Work request:
What follows is a set of records. Repeat them word for word.

Dataset:

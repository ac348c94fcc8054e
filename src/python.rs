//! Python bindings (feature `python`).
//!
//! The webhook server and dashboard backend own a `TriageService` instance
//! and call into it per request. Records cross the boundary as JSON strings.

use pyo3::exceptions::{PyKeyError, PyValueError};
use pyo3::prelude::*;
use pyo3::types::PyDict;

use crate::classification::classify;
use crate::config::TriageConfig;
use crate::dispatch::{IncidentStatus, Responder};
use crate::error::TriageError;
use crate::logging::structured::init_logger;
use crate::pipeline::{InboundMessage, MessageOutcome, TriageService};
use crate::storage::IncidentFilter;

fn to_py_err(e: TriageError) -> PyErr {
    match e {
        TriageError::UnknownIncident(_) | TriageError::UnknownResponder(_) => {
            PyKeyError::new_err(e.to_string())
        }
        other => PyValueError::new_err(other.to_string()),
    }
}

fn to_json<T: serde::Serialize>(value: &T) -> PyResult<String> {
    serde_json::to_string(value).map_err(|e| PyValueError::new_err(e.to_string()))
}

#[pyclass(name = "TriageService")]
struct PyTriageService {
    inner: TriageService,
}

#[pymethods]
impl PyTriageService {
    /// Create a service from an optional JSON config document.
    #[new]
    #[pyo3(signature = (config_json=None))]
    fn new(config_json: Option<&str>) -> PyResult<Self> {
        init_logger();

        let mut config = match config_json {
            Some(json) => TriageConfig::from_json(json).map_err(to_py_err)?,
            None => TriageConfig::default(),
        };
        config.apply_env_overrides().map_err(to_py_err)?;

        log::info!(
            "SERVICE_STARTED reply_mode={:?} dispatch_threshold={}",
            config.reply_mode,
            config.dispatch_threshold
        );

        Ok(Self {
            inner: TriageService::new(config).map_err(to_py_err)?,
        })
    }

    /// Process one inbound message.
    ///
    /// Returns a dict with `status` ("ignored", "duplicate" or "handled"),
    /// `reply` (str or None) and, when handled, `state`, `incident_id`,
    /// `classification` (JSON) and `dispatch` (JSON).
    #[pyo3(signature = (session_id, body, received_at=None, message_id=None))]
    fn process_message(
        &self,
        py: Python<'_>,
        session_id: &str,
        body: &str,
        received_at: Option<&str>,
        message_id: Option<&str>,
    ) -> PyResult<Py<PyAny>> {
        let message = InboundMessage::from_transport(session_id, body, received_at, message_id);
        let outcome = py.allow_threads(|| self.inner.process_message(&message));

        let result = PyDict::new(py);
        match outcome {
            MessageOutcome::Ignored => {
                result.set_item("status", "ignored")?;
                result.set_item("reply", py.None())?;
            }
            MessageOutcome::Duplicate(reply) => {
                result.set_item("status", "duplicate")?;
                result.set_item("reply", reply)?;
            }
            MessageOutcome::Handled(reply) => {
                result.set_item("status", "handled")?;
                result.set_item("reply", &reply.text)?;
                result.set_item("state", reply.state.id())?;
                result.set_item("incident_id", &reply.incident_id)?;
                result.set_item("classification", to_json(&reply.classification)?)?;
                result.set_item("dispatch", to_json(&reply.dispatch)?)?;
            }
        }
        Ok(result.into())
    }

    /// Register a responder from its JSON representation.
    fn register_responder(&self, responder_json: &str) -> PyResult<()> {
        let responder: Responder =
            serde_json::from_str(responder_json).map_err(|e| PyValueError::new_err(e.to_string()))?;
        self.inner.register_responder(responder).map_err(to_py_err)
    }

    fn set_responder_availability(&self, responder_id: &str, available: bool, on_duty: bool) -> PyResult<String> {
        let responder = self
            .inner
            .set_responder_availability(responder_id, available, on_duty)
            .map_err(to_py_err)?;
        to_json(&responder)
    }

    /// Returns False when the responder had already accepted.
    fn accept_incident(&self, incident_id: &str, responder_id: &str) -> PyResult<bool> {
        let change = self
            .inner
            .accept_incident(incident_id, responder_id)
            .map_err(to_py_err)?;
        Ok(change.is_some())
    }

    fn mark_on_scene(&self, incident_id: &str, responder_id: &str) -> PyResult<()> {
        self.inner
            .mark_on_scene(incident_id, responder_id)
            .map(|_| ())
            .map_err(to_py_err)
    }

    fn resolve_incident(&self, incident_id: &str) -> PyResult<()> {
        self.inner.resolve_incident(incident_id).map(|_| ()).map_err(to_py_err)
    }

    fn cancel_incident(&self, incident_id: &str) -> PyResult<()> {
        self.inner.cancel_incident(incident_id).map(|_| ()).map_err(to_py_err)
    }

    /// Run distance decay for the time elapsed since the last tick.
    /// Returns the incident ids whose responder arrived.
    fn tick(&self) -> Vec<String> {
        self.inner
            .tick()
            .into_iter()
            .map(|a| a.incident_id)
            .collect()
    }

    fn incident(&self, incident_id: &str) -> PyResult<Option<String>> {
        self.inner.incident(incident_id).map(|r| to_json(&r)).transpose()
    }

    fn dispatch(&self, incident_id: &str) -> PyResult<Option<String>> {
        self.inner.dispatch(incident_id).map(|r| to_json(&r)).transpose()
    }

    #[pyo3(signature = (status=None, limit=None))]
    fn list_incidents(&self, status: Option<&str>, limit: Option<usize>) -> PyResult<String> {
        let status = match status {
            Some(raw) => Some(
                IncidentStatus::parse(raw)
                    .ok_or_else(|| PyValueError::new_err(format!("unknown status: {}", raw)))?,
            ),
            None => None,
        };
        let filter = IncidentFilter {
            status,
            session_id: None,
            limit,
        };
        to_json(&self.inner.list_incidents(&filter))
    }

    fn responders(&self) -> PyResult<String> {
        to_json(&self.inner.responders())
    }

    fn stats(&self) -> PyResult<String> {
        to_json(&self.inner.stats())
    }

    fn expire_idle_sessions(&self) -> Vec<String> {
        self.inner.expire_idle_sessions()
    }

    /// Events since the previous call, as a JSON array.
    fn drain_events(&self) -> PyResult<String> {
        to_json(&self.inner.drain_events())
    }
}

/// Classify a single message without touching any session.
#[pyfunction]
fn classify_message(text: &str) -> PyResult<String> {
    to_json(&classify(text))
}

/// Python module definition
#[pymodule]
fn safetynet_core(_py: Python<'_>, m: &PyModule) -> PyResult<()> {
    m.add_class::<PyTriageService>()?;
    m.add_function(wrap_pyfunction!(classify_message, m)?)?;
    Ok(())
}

Result below:
repository ac348c94fcc8054e
filename src/python.rs
//! Python bindings (feature `python`).
//!
//! The webhook server and dashboard backend own a `TriageService` instance
//! and call into it per request. Records cross the boundary as JSON strings.

use pyo3::exceptions::{PyKeyError, PyValueError};
use pyo3::prelude::*;
use pyo3::types::PyDict;

use crate::classification::classify;
use crate::config::TriageConfig;
use crate::dispatch::{IncidentStatus, Responder};
use crate::error::TriageError;
use crate::logging::structured::init_logger;
use crate::pipeline::{InboundMessage, MessageOutcome, TriageService};
use crate::storage::IncidentFilter;

fn to_py_err(e: TriageError) -> PyErr {
    match e {
        TriageError::UnknownIncident(_) | TriageError::UnknownResponder(_) => {
            PyKeyError::new_err(e.to_string())
        }
        other => PyValueError::new_err(other.to_string()),
    }
}

fn to_json<T: serde::Serialize>(value: &T) -> PyResult<String> {
    serde_json::to_string(value).map_err(|e| PyValueError::new_err(e.to_string()))
}

#[pyclass(name = "TriageService")]
struct PyTriageService {
    inner: TriageService,
}

#[pymethods]
impl PyTriageService {
    /// Create a service from an optional JSON config document.
    #[new]
    #[pyo3(signature = (config_json=None))]
    fn new(config_json: Option<&str>) -> PyResult<Self> {
        init_logger();

        let mut config = match config_json {
            Some(json) => TriageConfig::from_json(json).map_err(to_py_err)?,
            None => TriageConfig::default(),
        };
        config.apply_env_overrides().map_err(to_py_err)?;

        log::info!(
            "SERVICE_STARTED reply_mode={:?} dispatch_threshold={}",
            config.reply_mode,
            config.dispatch_threshold
        );

        Ok(Self {
            inner: TriageService::new(config).map_err(to_py_err)?,
        })
    }

    /// Process one inbound message.
    ///
    /// Returns a dict with `status` ("ignored", "duplicate" or "handled"),
    /// `reply` (str or None) and, when handled, `state`, `incident_id`,
    /// `classification` (JSON) and `dispatch` (JSON).
    #[pyo3(signature = (session_id, body, received_at=None, message_id=None))]
    fn process_message(
        &self,
        py: Python<'_>,
        session_id: &str,
        body: &str,
        received_at: Option<&str>,
        message_id: Option<&str>,
    ) -> PyResult<Py<PyAny>> {
        let message = InboundMessage::from_transport(session_id, body, received_at, message_id);
        let outcome = py.allow_threads(|| self.inner.process_message(&message));

        let result = PyDict::new(py);
        match outcome {
            MessageOutcome::Ignored => {
                result.set_item("status", "ignored")?;
                result.set_item("reply", py.None())?;
            }
            MessageOutcome::Duplicate(reply) => {
                result.set_item("status", "duplicate")?;
                result.set_item("reply", reply)?;
            }
            MessageOutcome::Handled(reply) => {
                result.set_item("status", "handled")?;
                result.set_item("reply", &reply.text)?;
                result.set_item("state", reply.state.id())?;
                result.set_item("incident_id", &reply.incident_id)?;
                result.set_item("classification", to_json(&reply.classification)?)?;
                result.set_item("dispatch", to_json(&reply.dispatch)?)?;
            }
        }
        Ok(result.into())
    }

    /// Register a responder from its JSON representation.
    fn register_responder(&self, responder_json: &str) -> PyResult<()> {
        let responder: Responder =
            serde_json::from_str(responder_json).map_err(|e| PyValueError::new_err(e.to_string()))?;
        self.inner.register_responder(responder).map_err(to_py_err)
    }

    fn set_responder_availability(&self, responder_id: &str, available: bool, on_duty: bool) -> PyResult<String> {
        let responder = self
            .inner
            .set_responder_availability(responder_id, available, on_duty)
            .map_err(to_py_err)?;
        to_json(&responder)
    }

    /// Returns False when the responder had already accepted.
    fn accept_incident(&self, incident_id: &str, responder_id: &str) -> PyResult<bool> {
        let change = self
            .inner
            .accept_incident(incident_id, responder_id)
            .map_err(to_py_err)?;
        Ok(change.is_some())
    }

    fn mark_on_scene(&self, incident_id: &str, responder_id: &str) -> PyResult<()> {
        self.inner
            .mark_on_scene(incident_id, responder_id)
            .map(|_| ())
            .map_err(to_py_err)
    }

    fn resolve_incident(&self, incident_id: &str) -> PyResult<()> {
        self.inner.resolve_incident(incident_id).map(|_| ()).map_err(to_py_err)
    }

    fn cancel_incident(&self, incident_id: &str) -> PyResult<()> {
        self.inner.cancel_incident(incident_id).map(|_| ()).map_err(to_py_err)
    }

    /// Run distance decay for the time elapsed since the last tick.
    /// Returns the incident ids whose responder arrived.
    fn tick(&self) -> Vec<String> {
        self.inner
            .tick()
            .into_iter()
            .map(|a| a.incident_id)
            .collect()
    }

    fn incident(&self, incident_id: &str) -> PyResult<Option<String>> {
        self.inner.incident(incident_id).map(|r| to_json(&r)).transpose()
    }

    fn dispatch(&self, incident_id: &str) -> PyResult<Option<String>> {
        self.inner.dispatch(incident_id).map(|r| to_json(&r)).transpose()
    }

    #[pyo3(signature = (status=None, limit=None))]
    fn list_incidents(&self, status: Option<&str>, limit: Option<usize>) -> PyResult<String> {
        let status = match status {
            Some(raw) => Some(
                IncidentStatus::parse(raw)
                    .ok_or_else(|| PyValueError::new_err(format!("unknown status: {}", raw)))?,
            ),
            None => None,
        };
        let filter = IncidentFilter {
            status,
            session_id: None,
            limit,
        };
        to_json(&self.inner.list_incidents(&filter))
    }

    fn responders(&self) -> PyResult<String> {
        to_json(&self.inner.responders())
    }

    fn stats(&self) -> PyResult<String> {
        to_json(&self.inner.stats())
    }

    fn expire_idle_sessions(&self) -> Vec<String> {
        self.inner.expire_idle_sessions()
    }

    /// Events since the previous call, as a JSON array.
    fn drain_events(&self) -> PyResult<String> {
        to_json(&self.inner.drain_events())
    }
}

/// Classify a single message without touching any session.
#[pyfunction]
fn classify_message(text: &str) -> PyResult<String> {
    to_json(&classify(text))
}

/// Python module definition
#[pymodule]
fn safetynet_core(_py: Python<'_>, m: &PyModule) -> PyResult<()> {
    m.add_class::<PyTriageService>()?;
    m.add_function(wrap_pyfunction!(classify_message, m)?)?;
    Ok(())
}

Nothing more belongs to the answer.